Assinatura do crime 

A diferença está na assinatura do crime. Nos anos 1920, foi o Estado americano quem decidiu arriscar a vida de seus cidadãos em nome de um ideal moral. Hoje, é o PCC quem transforma álcool em veneno a fim de maximizar os lucros. Mas a semelhança é desconfortável: em ambos os casos, vidas são tratadas como dano colateral, seja para sustentar o sermão puritano, seja para turbinar o caixa da facção. 

Tanto lá quanto cá, a população mais pobre é a que paga o preço: nos Estados Unidos, eram os trabalhadores que compravam o álcool barato envenenado. No Brasil de 2025, são consumidores de baixa renda que buscam bebida acessível em mercados e botecos. Estima-se que o litro da cachaça adulterada pelo PCC custava menos da metade de uma garrafa regular. 

Morto pelo Estado 

Há, claro, uma lição moral embutida em toda tragédia. A Proibição mostrou que políticas públicas não podem ignorar a natureza humana: quem quer beber sempre dá um jeito de beber. E o Brasil de hoje mostra que a ausência do Estado é tão letal quanto sua ação equivocada. De um lado, o governo que matou cidadãos em nome da virtude. Do outro, o crime que, diante da omissão do Estado, mata em nome do lucro. 

Por isso, lembrar da experiência americana não é capricho histórico, e sim uma advertência urgente.
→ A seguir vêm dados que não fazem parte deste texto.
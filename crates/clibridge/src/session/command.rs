//! Command protocol
//!
//! Each command runs entirely under the command lock:
//! 1. verify the child is alive (before any write)
//! 2. discard output queued since the previous command
//! 3. write the line and flush
//! 4. collect chunks until one ends with the prompt marker or the deadline
//!
//! A command that hits its deadline is not cancelled. Its output, if it ever
//! arrives, is discarded by the next command's drain step and shows up in
//! [`SessionStats::discarded_stale_chunks`](crate::SessionStats).

use crate::error::{Result, SessionError};
use crate::lifecycle::SessionEvent;
use crate::session::core::ProcessSession;
use std::time::Duration;
use tokio::sync::mpsc::UnboundedReceiver;
use tokio::time::{Instant, timeout_at};
use tracing::{debug, warn};

impl ProcessSession {
    /// Send one command line and return the child's response
    ///
    /// Waits for the command lock, so concurrent callers are served one at a
    /// time and never see each other's output. The response is every chunk
    /// received after the write, up to and including the first chunk ending
    /// with the prompt marker.
    ///
    /// If the marker does not arrive within `timeout` this still returns
    /// `Ok` with whatever was collected, possibly an empty string. It also
    /// returns early if the child's output stream closes.
    ///
    /// # Errors
    ///
    /// - [`SessionError::NotRunning`] if no child was started or it has
    ///   exited; nothing is written in that case
    /// - [`SessionError::WriteFailure`] if writing or flushing the line fails
    #[tracing::instrument(
        skip(self, timeout),
        fields(timeout_ms = u64::try_from(timeout.as_millis()).unwrap_or(u64::MAX))
    )]
    pub async fn send_command(&self, line: &str, timeout: Duration) -> Result<String> {
        let mut live = self.live.lock().await;

        let Some(process) = live.as_mut() else {
            return Err(SessionError::NotRunning);
        };
        if !self.check_alive(process) {
            return Err(SessionError::NotRunning);
        }
        let pid = process.handle.pid();

        let discarded = drain_stale(&mut process.output);
        if discarded > 0 {
            debug!(pid, chunks = discarded, "discarded stale output");
            self.counters.record_discarded(discarded);
            self.emit(SessionEvent::StaleOutputDiscarded {
                pid,
                chunks: discarded,
            });
        }

        process
            .handle
            .write_line(line)
            .await
            .map_err(SessionError::WriteFailure)?;
        self.counters.record_command();
        self.emit(SessionEvent::CommandSent {
            pid,
            command: line.to_string(),
        });

        // No deadline when the timeout is too large to represent.
        let deadline = Instant::now().checked_add(timeout);
        let prompt = self.config.prompt.as_str();
        let mut response = String::new();
        let mut complete = false;

        loop {
            let received = match deadline {
                Some(deadline) => timeout_at(deadline, process.output.recv()).await,
                None => Ok(process.output.recv().await),
            };
            match received {
                Ok(Some(chunk)) => {
                    response.push_str(&chunk);
                    if !prompt.is_empty() && chunk.ends_with(prompt) {
                        complete = true;
                        break;
                    }
                }
                Ok(None) => {
                    debug!(pid, "output stream closed while collecting");
                    break;
                }
                Err(_) => break,
            }
        }

        if !complete {
            warn!(
                pid,
                collected_bytes = response.len(),
                "no prompt before deadline, returning partial response"
            );
            self.counters.record_incomplete();
            self.emit(SessionEvent::ResponseIncomplete {
                pid,
                command: line.to_string(),
                collected_bytes: response.len(),
            });
        }

        Ok(response)
    }

    /// Send a command with the configured default timeout
    pub async fn send_command_default(&self, line: &str) -> Result<String> {
        self.send_command(line, self.config.command_timeout).await
    }
}

/// Remove every queued chunk without waiting for more
fn drain_stale(output: &mut UnboundedReceiver<String>) -> usize {
    let mut discarded = 0;
    while output.try_recv().is_ok() {
        discarded += 1;
    }
    discarded
}

#[cfg(test)]
mod tests {
    use super::*;
    use crate::config::SessionConfig;
    use crate::session::state::SessionState;
    use tokio::sync::mpsc;

    /// Answers every line with `ok <line>` and a prompt
    const ECHO_CLI: &str = r#"while IFS= read -r line; do
  printf 'ok %s\n> ' "$line"
done"#;

    fn session(script: &str) -> ProcessSession {
        ProcessSession::new(SessionConfig::new("sh").with_arg("-c").with_arg(script))
    }

    #[test]
    fn test_drain_stale_empties_queue() {
        let (tx, mut rx) = mpsc::unbounded_channel();
        tx.send("welcome\n".to_string()).unwrap();
        tx.send("> ".to_string()).unwrap();

        assert_eq!(drain_stale(&mut rx), 2);
        assert_eq!(drain_stale(&mut rx), 0);
    }

    #[tokio::test]
    async fn test_send_before_start_is_not_running() {
        let session = session(ECHO_CLI);
        let err = session
            .send_command("show", Duration::from_millis(100))
            .await
            .unwrap_err();
        assert!(matches!(err, SessionError::NotRunning));
        assert_eq!(session.stats().commands_sent, 0);
    }

    #[tokio::test]
    async fn test_response_ends_at_prompt() {
        let session = session(ECHO_CLI);
        session.start().await.unwrap();

        let output = session
            .send_command("show", Duration::from_secs(5))
            .await
            .unwrap();
        assert_eq!(output, "ok show\n> ");

        let output = session
            .send_command_default("alloc 1 64")
            .await
            .unwrap();
        assert_eq!(output, "ok alloc 1 64\n> ");
        assert_eq!(session.stats().commands_sent, 2);
        assert_eq!(session.stats().incomplete_responses, 0);
    }

    #[tokio::test]
    async fn test_unrepresentable_timeout_waits_for_prompt() {
        let session = session(ECHO_CLI);
        session.start().await.unwrap();

        let output = session.send_command("alloc 1", Duration::MAX).await.unwrap();
        assert_eq!(output, "ok alloc 1\n> ");
        assert_eq!(session.stats().incomplete_responses, 0);
    }

    #[tokio::test]
    async fn test_silent_child_returns_empty_after_timeout() {
        let session = session("while read line; do :; done");
        session.start().await.unwrap();

        let timeout = Duration::from_millis(200);
        let started = std::time::Instant::now();
        let output = session.send_command("show", timeout).await.unwrap();
        let elapsed = started.elapsed();

        assert_eq!(output, "");
        assert!(elapsed >= timeout);
        assert!(elapsed < timeout + Duration::from_millis(500), "took {:?}", elapsed);
        assert_eq!(session.stats().incomplete_responses, 1);
    }

    #[tokio::test]
    async fn test_exited_child_is_not_running() {
        let session = session("printf 'bye\n'");
        session.start().await.unwrap();

        let deadline = Instant::now() + Duration::from_secs(5);
        while session.state().await == SessionState::Running {
            assert!(Instant::now() < deadline, "child never exited");
            tokio::time::sleep(Duration::from_millis(10)).await;
        }

        let err = session
            .send_command("show", Duration::from_millis(100))
            .await
            .unwrap_err();
        assert!(matches!(err, SessionError::NotRunning));
        assert_eq!(session.stats().commands_sent, 0);
    }
}
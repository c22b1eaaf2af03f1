//! Managed sessions for prompt-driven command-line programs
//!
//! clibridge keeps one interactive child process alive behind a serialized
//! command interface, so a long-running service can drive a REPL-style tool
//! (for example a shared-memory allocator shell) one request at a time.
//!
//! # Key Features
//!
//! - **Output pump**: a background task frames the child's merged
//!   stdout/stderr into chunks at each newline and at the prompt marker
//! - **Command lock**: one command in flight; stale output is discarded
//!   before each write
//! - **Soft timeouts**: a missing prompt yields the partial response, not an
//!   error
//! - **Bootstrap**: locate a prebuilt executable or compile it from source
//! - **Bridge**: request-shaped start/command replies for HTTP handlers
//!
//! # Architecture
//!
//! 1. **Transport Layer** (`clibridge-transport`): spawning and pipes
//! 2. **Session Layer** (this crate): framing, command protocol, bootstrap
//!
//! # Usage Example
//!
//! ```no_run
//! use clibridge::{Bridge, BridgeConfig};
//!
//! #[tokio::main]
//! async fn main() -> Result<(), Box<dyn std::error::Error>> {
//!     let bridge = Bridge::new(BridgeConfig::from_env());
//!     bridge.start().await?;
//!
//!     let reply = bridge.command("alloc 1 256").await;
//!     println!("{}", reply.output.unwrap_or_default());
//!     Ok(())
//! }
//! ```

#![deny(unsafe_code)]
#![warn(missing_docs)]

pub mod bootstrap;
pub mod bridge;
pub mod config;
pub mod error;
pub mod lifecycle;
pub mod pump;
pub mod session;

// Re-export commonly used types
pub use bootstrap::{BinaryResolver, Bootstrap, FixedBinary};
pub use bridge::{Bridge, CommandReply, StartReply, StartState};
pub use config::{BootstrapConfig, BridgeConfig, DEFAULT_PROMPT, SessionConfig};
pub use error::{BootstrapError, ErrorRecovery, Result, SessionError};
pub use lifecycle::{EventHandler, SessionEvent};
pub use pump::{ChunkFramer, OutputPump, PumpSummary};
pub use session::{ProcessSession, SessionState, SessionStats, StartStatus};
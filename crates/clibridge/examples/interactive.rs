//! Interactive shell over a bridged CLI
//!
//! Starts the CLI found (or built) in `CLIBRIDGE_ROOT` and forwards each line
//! typed on standard input as one command, printing the collected response.
//!
//! ## Usage
//!
//! ```bash
//! # Use a prebuilt shm_cli in the given project directory
//! CLIBRIDGE_ROOT=/srv/shm cargo run -p clibridge --example interactive
//!
//! # Longer per-command timeout and verbose session logs
//! CLIBRIDGE_TIMEOUT_MS=5000 RUST_LOG=clibridge=debug \
//!     cargo run -p clibridge --example interactive
//! ```

use clibridge::{Bridge, BridgeConfig, ErrorRecovery};
use std::io::Write;
use tokio::io::{AsyncBufReadExt, BufReader};
use tracing_subscriber::EnvFilter;

#[tokio::main]
async fn main() -> anyhow::Result<()> {
    tracing_subscriber::fmt()
        .with_env_filter(
            EnvFilter::try_from_default_env().unwrap_or_else(|_| EnvFilter::new("clibridge=info")),
        )
        .init();

    let bridge = Bridge::new(BridgeConfig::from_env());

    match bridge.start().await {
        Ok(reply) => println!("{}", serde_json::to_string(&reply)?),
        Err(err) => {
            eprintln!("start failed: {err}");
            eprintln!("hint: {}", err.suggested_action());
            return Err(err.into());
        }
    }

    let mut lines = BufReader::new(tokio::io::stdin()).lines();
    while let Some(line) = lines.next_line().await? {
        if line.trim() == "exit" {
            break;
        }

        let reply = bridge.command(&line).await;
        match (&reply.output, &reply.error) {
            (Some(output), _) => {
                print!("{output}");
                std::io::stdout().flush()?;
            }
            (None, Some(error)) => eprintln!("error ({}): {error}", reply.status_code()),
            (None, None) => {}
        }
    }

    bridge.shutdown().await?;
    Ok(())
}
//! Session, bootstrap and bridge configuration

use clibridge_transport::ProcessConfig;
use std::collections::HashMap;
use std::path::PathBuf;
use std::time::Duration;

/// Prompt marker printed by the child when it is ready for the next command
pub const DEFAULT_PROMPT: &str = "> ";

/// Default time a command waits for the prompt marker
pub const DEFAULT_COMMAND_TIMEOUT: Duration = Duration::from_millis(2500);

/// Default time the bridge waits after launching for the banner to settle
pub const DEFAULT_STARTUP_GRACE: Duration = Duration::from_millis(200);

/// Default time a child gets to exit after `SIGTERM`
pub const DEFAULT_SHUTDOWN_GRACE: Duration = Duration::from_secs(1);

/// Configuration for a [`ProcessSession`](crate::ProcessSession)
#[derive(Debug, Clone)]
pub struct SessionConfig {
    /// Executable to launch
    pub program: PathBuf,

    /// Arguments passed to the executable
    pub args: Vec<String>,

    /// Working directory of the child (the project root)
    pub working_dir: Option<PathBuf>,

    /// Extra environment variables
    pub env: HashMap<String, String>,

    /// Start the child with an empty environment
    pub clear_env: bool,

    /// Marker that ends every complete response
    pub prompt: String,

    /// Timeout used by [`send_command_default`](crate::ProcessSession::send_command_default)
    pub command_timeout: Duration,

    /// Time the child gets to exit on shutdown before it is killed
    pub shutdown_grace: Duration,
}

impl Default for SessionConfig {
    fn default() -> Self {
        Self {
            program: PathBuf::from("shm_cli"),
            args: Vec::new(),
            working_dir: None,
            env: HashMap::new(),
            clear_env: false,
            prompt: DEFAULT_PROMPT.to_string(),
            command_timeout: DEFAULT_COMMAND_TIMEOUT,
            shutdown_grace: DEFAULT_SHUTDOWN_GRACE,
        }
    }
}

impl SessionConfig {
    /// Create a configuration for `program` with default settings
    pub fn new(program: impl Into<PathBuf>) -> Self {
        Self {
            program: program.into(),
            ..Default::default()
        }
    }

    /// Add an argument
    pub fn with_arg(mut self, arg: impl Into<String>) -> Self {
        self.args.push(arg.into());
        self
    }

    /// Set the working directory
    pub fn with_working_dir(mut self, dir: impl Into<PathBuf>) -> Self {
        self.working_dir = Some(dir.into());
        self
    }

    /// Set an environment variable for the child
    pub fn with_env(mut self, key: impl Into<String>, value: impl Into<String>) -> Self {
        self.env.insert(key.into(), value.into());
        self
    }

    /// Clear the inherited environment
    pub fn with_clear_env(mut self, clear: bool) -> Self {
        self.clear_env = clear;
        self
    }

    /// Set the prompt marker
    pub fn with_prompt(mut self, prompt: impl Into<String>) -> Self {
        self.prompt = prompt.into();
        self
    }

    /// Set the default command timeout
    pub fn with_command_timeout(mut self, timeout: Duration) -> Self {
        self.command_timeout = timeout;
        self
    }

    /// Set the shutdown grace period
    pub fn with_shutdown_grace(mut self, grace: Duration) -> Self {
        self.shutdown_grace = grace;
        self
    }

    /// Process configuration handed to the transport
    pub(crate) fn process_config(&self) -> ProcessConfig {
        let mut config = ProcessConfig::new(&self.program)
            .with_args(self.args.iter().cloned())
            .with_clear_env(self.clear_env);
        for (key, value) in &self.env {
            config = config.with_env(key, value);
        }
        if let Some(dir) = &self.working_dir {
            config = config.with_working_dir(dir);
        }
        config
    }
}

/// How to locate or build the child executable
#[derive(Debug, Clone)]
pub struct BootstrapConfig {
    /// Project root: search directory, build directory and child working directory
    pub root: PathBuf,

    /// Prebuilt executable names, tried in order
    pub candidates: Vec<String>,

    /// Compiler used when no candidate exists
    pub compiler: String,

    /// Flags passed to the compiler before the sources
    pub flags: Vec<String>,

    /// Source files, relative to the root
    pub sources: Vec<String>,

    /// Name of the built executable, relative to the root
    pub output_name: String,
}

impl Default for BootstrapConfig {
    fn default() -> Self {
        Self {
            root: PathBuf::from("."),
            candidates: vec![
                "shm_cli".to_string(),
                "shm_cli.exe".to_string(),
                "a.out".to_string(),
            ],
            compiler: "g++".to_string(),
            flags: vec!["-std=c++17".to_string(), "-pthread".to_string()],
            sources: vec![
                "main.cpp".to_string(),
                "SharedMemory.cpp".to_string(),
                "FirstFitAllocator.cpp".to_string(),
            ],
            output_name: "shm_cli".to_string(),
        }
    }
}

impl BootstrapConfig {
    /// Create a configuration rooted at `root`
    pub fn new(root: impl Into<PathBuf>) -> Self {
        Self {
            root: root.into(),
            ..Default::default()
        }
    }

    /// Load configuration from environment variables.
    ///
    /// This will look for:
    /// - `CLIBRIDGE_ROOT` for the project root
    /// - `CXX` for the compiler
    pub fn from_env() -> Self {
        use std::env;

        let mut config = Self::default();

        if let Ok(root) = env::var("CLIBRIDGE_ROOT") {
            config.root = PathBuf::from(root);
        }

        if let Ok(compiler) = env::var("CXX")
            && !compiler.trim().is_empty()
        {
            config.compiler = compiler;
        }

        config
    }

    /// Replace the candidate list
    pub fn with_candidates<I, S>(mut self, candidates: I) -> Self
    where
        I: IntoIterator<Item = S>,
        S: Into<String>,
    {
        self.candidates = candidates.into_iter().map(Into::into).collect();
        self
    }

    /// Set the compiler
    pub fn with_compiler(mut self, compiler: impl Into<String>) -> Self {
        self.compiler = compiler.into();
        self
    }

    /// Replace the compiler flags
    pub fn with_flags<I, S>(mut self, flags: I) -> Self
    where
        I: IntoIterator<Item = S>,
        S: Into<String>,
    {
        self.flags = flags.into_iter().map(Into::into).collect();
        self
    }

    /// Replace the source list
    pub fn with_sources<I, S>(mut self, sources: I) -> Self
    where
        I: IntoIterator<Item = S>,
        S: Into<String>,
    {
        self.sources = sources.into_iter().map(Into::into).collect();
        self
    }

    /// Set the output executable name
    pub fn with_output_name(mut self, name: impl Into<String>) -> Self {
        self.output_name = name.into();
        self
    }
}

/// Configuration for a [`Bridge`](crate::Bridge)
#[derive(Debug, Clone)]
pub struct BridgeConfig {
    /// Where the child executable comes from
    pub bootstrap: BootstrapConfig,

    /// Prompt marker of the child
    pub prompt: String,

    /// Timeout for each command
    pub command_timeout: Duration,

    /// Pause after launching so the start-up banner can arrive
    pub startup_grace: Duration,

    /// Time the child gets to exit on shutdown
    pub shutdown_grace: Duration,
}

impl Default for BridgeConfig {
    fn default() -> Self {
        Self {
            bootstrap: BootstrapConfig::default(),
            prompt: DEFAULT_PROMPT.to_string(),
            command_timeout: DEFAULT_COMMAND_TIMEOUT,
            startup_grace: DEFAULT_STARTUP_GRACE,
            shutdown_grace: DEFAULT_SHUTDOWN_GRACE,
        }
    }
}

impl BridgeConfig {
    /// Create a configuration with the given bootstrap settings
    pub fn new(bootstrap: BootstrapConfig) -> Self {
        Self {
            bootstrap,
            ..Default::default()
        }
    }

    /// Load configuration from environment variables.
    ///
    /// This will look for:
    /// - `CLIBRIDGE_ROOT` and `CXX` (see [`BootstrapConfig::from_env`])
    /// - `CLIBRIDGE_TIMEOUT_MS` for the command timeout
    /// - `CLIBRIDGE_STARTUP_GRACE_MS` for the start-up pause
    pub fn from_env() -> Self {
        use std::env;

        let mut config = Self::new(BootstrapConfig::from_env());

        if let Ok(timeout_str) = env::var("CLIBRIDGE_TIMEOUT_MS") {
            match timeout_str.parse::<u64>() {
                Ok(ms) => config.command_timeout = Duration::from_millis(ms),
                Err(_) => tracing::warn!("Ignoring invalid CLIBRIDGE_TIMEOUT_MS: {}", timeout_str),
            }
        }

        if let Ok(grace_str) = env::var("CLIBRIDGE_STARTUP_GRACE_MS") {
            match grace_str.parse::<u64>() {
                Ok(ms) => config.startup_grace = Duration::from_millis(ms),
                Err(_) => {
                    tracing::warn!("Ignoring invalid CLIBRIDGE_STARTUP_GRACE_MS: {}", grace_str)
                }
            }
        }

        config
    }

    /// Set the prompt marker
    pub fn with_prompt(mut self, prompt: impl Into<String>) -> Self {
        self.prompt = prompt.into();
        self
    }

    /// Set the command timeout
    pub fn with_command_timeout(mut self, timeout: Duration) -> Self {
        self.command_timeout = timeout;
        self
    }

    /// Set the start-up pause
    pub fn with_startup_grace(mut self, grace: Duration) -> Self {
        self.startup_grace = grace;
        self
    }

    /// Session configuration for a resolved executable
    pub(crate) fn session_config(&self, program: impl Into<PathBuf>) -> SessionConfig {
        SessionConfig::new(program)
            .with_working_dir(&self.bootstrap.root)
            .with_prompt(&self.prompt)
            .with_command_timeout(self.command_timeout)
            .with_shutdown_grace(self.shutdown_grace)
    }
}

#[cfg(test)]
mod tests {
    use super::*;

    #[test]
    fn test_session_config_defaults() {
        let config = SessionConfig::default();
        assert_eq!(config.prompt, "> ");
        assert_eq!(config.command_timeout, Duration::from_millis(2500));
        assert!(!config.clear_env);
    }

    #[test]
    fn test_session_config_to_process_config() {
        let config = SessionConfig::new("./shm_cli")
            .with_arg("--quiet")
            .with_working_dir("/srv/shm")
            .with_env("LANG", "C")
            .with_clear_env(true);

        let process = config.process_config();
        assert_eq!(process.program, PathBuf::from("./shm_cli"));
        assert_eq!(process.args, vec!["--quiet".to_string()]);
        assert_eq!(process.working_dir, Some(PathBuf::from("/srv/shm")));
        assert_eq!(process.env.get("LANG"), Some(&"C".to_string()));
        assert!(process.clear_env);
    }

    #[test]
    fn test_bootstrap_defaults_match_allocator_project() {
        let config = BootstrapConfig::default();
        assert_eq!(config.candidates, vec!["shm_cli", "shm_cli.exe", "a.out"]);
        assert_eq!(config.compiler, "g++");
        assert_eq!(config.flags, vec!["-std=c++17", "-pthread"]);
        assert_eq!(config.output_name, "shm_cli");
        assert_eq!(config.sources.len(), 3);
    }

    #[test]
    fn test_bootstrap_from_env() {
        temp_env::with_vars(
            [("CLIBRIDGE_ROOT", Some("/srv/shm")), ("CXX", Some("clang++"))],
            || {
                let config = BootstrapConfig::from_env();
                assert_eq!(config.root, PathBuf::from("/srv/shm"));
                assert_eq!(config.compiler, "clang++");
            },
        );
    }

    #[test]
    fn test_bootstrap_from_env_ignores_blank_compiler() {
        temp_env::with_vars([("CLIBRIDGE_ROOT", None), ("CXX", Some("  "))], || {
            let config = BootstrapConfig::from_env();
            assert_eq!(config.compiler, "g++");
            assert_eq!(config.root, PathBuf::from("."));
        });
    }

    #[test]
    fn test_bridge_from_env() {
        temp_env::with_vars(
            [
                ("CLIBRIDGE_TIMEOUT_MS", Some("750")),
                ("CLIBRIDGE_STARTUP_GRACE_MS", Some("not-a-number")),
            ],
            || {
                let config = BridgeConfig::from_env();
                assert_eq!(config.command_timeout, Duration::from_millis(750));
                assert_eq!(config.startup_grace, DEFAULT_STARTUP_GRACE);
            },
        );
    }

    #[test]
    fn test_bridge_session_config_uses_root() {
        let config = BridgeConfig::new(BootstrapConfig::new("/srv/shm"))
            .with_prompt("$ ")
            .with_command_timeout(Duration::from_secs(5));

        let session = config.session_config("/srv/shm/shm_cli");
        assert_eq!(session.working_dir, Some(PathBuf::from("/srv/shm")));
        assert_eq!(session.prompt, "$ ");
        assert_eq!(session.command_timeout, Duration::from_secs(5));
    }
}
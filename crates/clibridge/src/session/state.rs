//! Session state and diagnostics counters

use serde::Serialize;
use std::sync::atomic::{AtomicU64, Ordering};

/// Lifecycle state of a session
///
/// `NotStarted → Running → Exited`. A session never returns to `NotStarted`;
/// calling `start()` on an exited session launches a fresh child.
#[derive(Debug, Clone, Copy, PartialEq, Eq, Serialize)]
#[serde(rename_all = "snake_case")]
pub enum SessionState {
    /// `start()` has not launched a child yet
    NotStarted,
    /// The child is alive
    Running,
    /// The child has exited on its own or was shut down
    Exited,
}

/// Outcome of `start()`
#[derive(Debug, Clone, Copy, PartialEq, Eq)]
pub enum StartStatus {
    /// A new child was launched
    Started {
        /// OS process id
        pid: u32,
    },
    /// A live child already existed; nothing was spawned
    AlreadyRunning {
        /// OS process id of the existing child
        pid: u32,
    },
}

impl StartStatus {
    /// Process id of the running child
    pub fn pid(&self) -> u32 {
        match self {
            Self::Started { pid } | Self::AlreadyRunning { pid } => *pid,
        }
    }

    /// Whether this call launched the child
    pub fn is_new(&self) -> bool {
        matches!(self, Self::Started { .. })
    }
}

/// Snapshot of session diagnostics
///
/// `discarded_stale_chunks` makes the drain-before-send contract visible:
/// output the child produced between commands, including late output of a
/// timed-out command, is dropped and counted here.
#[derive(Debug, Clone, Copy, Default, PartialEq, Eq, Serialize)]
pub struct SessionStats {
    /// Child processes launched by this session
    pub launches: u64,

    /// Commands written to the child
    pub commands_sent: u64,

    /// Commands that returned without the prompt marker
    pub incomplete_responses: u64,

    /// Queued chunks discarded before sending a command
    pub discarded_stale_chunks: u64,
}

#[derive(Debug, Default)]
pub(crate) struct Counters {
    launches: AtomicU64,
    commands_sent: AtomicU64,
    incomplete_responses: AtomicU64,
    discarded_stale_chunks: AtomicU64,
}

impl Counters {
    pub(crate) fn record_launch(&self) {
        self.launches.fetch_add(1, Ordering::Relaxed);
    }

    pub(crate) fn record_command(&self) {
        self.commands_sent.fetch_add(1, Ordering::Relaxed);
    }

    pub(crate) fn record_incomplete(&self) {
        self.incomplete_responses.fetch_add(1, Ordering::Relaxed);
    }

    pub(crate) fn record_discarded(&self, chunks: usize) {
        self.discarded_stale_chunks
            .fetch_add(chunks as u64, Ordering::Relaxed);
    }

    pub(crate) fn snapshot(&self) -> SessionStats {
        SessionStats {
            launches: self.launches.load(Ordering::Relaxed),
            commands_sent: self.commands_sent.load(Ordering::Relaxed),
            incomplete_responses: self.incomplete_responses.load(Ordering::Relaxed),
            discarded_stale_chunks: self.discarded_stale_chunks.load(Ordering::Relaxed),
        }
    }
}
O álcool envenenado da Proibição foi uma lição amarga que custou milhares de vidas. O álcool envenenado pelo PCC é a prova de que não aprendemos nada. Continuamos a viver sob regimes — legais ou ilegais — que flertam com a morte como se fosse política pública. Enquanto isso, a cada gole clandestino, brasileiros arriscam repetir, no presente, o epitáfio de uma das vítimas da ação do governo norte-americano em 1927: aqui jaz um cidadão morto pelo Estado.